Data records
╭──

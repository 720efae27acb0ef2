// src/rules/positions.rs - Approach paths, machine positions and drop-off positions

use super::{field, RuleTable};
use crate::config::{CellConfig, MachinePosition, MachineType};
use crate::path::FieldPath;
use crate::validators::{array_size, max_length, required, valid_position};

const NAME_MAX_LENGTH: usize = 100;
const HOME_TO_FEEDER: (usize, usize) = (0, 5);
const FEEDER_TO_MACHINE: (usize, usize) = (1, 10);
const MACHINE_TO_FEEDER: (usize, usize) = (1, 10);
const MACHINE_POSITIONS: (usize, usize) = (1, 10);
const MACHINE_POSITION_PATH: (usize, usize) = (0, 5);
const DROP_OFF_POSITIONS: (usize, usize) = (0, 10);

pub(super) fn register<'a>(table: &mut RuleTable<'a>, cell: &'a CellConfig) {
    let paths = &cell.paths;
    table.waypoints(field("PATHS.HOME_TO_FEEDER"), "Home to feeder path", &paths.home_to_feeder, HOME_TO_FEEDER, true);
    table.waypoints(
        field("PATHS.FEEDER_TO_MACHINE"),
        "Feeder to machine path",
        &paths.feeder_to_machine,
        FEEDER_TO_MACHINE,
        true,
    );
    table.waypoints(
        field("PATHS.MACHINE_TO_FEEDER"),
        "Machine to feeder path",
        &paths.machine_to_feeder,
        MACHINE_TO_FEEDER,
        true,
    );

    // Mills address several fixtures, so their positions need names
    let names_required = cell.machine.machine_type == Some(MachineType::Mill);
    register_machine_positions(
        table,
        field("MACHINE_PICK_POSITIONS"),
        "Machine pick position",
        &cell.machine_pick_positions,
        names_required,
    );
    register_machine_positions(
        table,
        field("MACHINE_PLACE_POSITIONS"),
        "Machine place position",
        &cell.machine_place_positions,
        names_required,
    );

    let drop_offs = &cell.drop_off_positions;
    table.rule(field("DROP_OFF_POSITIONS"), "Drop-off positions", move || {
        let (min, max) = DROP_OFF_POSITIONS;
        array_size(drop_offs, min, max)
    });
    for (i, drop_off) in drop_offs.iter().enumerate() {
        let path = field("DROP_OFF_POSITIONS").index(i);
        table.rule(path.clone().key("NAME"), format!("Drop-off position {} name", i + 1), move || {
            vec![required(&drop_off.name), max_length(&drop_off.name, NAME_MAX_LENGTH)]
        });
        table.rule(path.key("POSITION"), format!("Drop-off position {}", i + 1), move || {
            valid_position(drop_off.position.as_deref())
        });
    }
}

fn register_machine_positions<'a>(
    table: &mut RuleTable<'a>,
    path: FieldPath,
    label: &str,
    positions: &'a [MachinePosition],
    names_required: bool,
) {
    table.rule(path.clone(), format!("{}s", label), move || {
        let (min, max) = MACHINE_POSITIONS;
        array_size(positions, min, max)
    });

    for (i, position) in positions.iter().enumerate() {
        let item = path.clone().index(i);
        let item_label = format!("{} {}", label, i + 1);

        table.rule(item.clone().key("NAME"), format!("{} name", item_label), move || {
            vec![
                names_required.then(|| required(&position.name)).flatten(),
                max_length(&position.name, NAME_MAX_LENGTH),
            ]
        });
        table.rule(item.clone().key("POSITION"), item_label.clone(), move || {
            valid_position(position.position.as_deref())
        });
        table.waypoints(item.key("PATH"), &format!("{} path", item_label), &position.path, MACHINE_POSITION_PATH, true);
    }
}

╰──

Among the lines above, please find those with "enumerate" and copy them.

    for (i, drop_off) in drop_offs.iter().enumerate() {
    for (i, position) in positions.iter().enumerate() {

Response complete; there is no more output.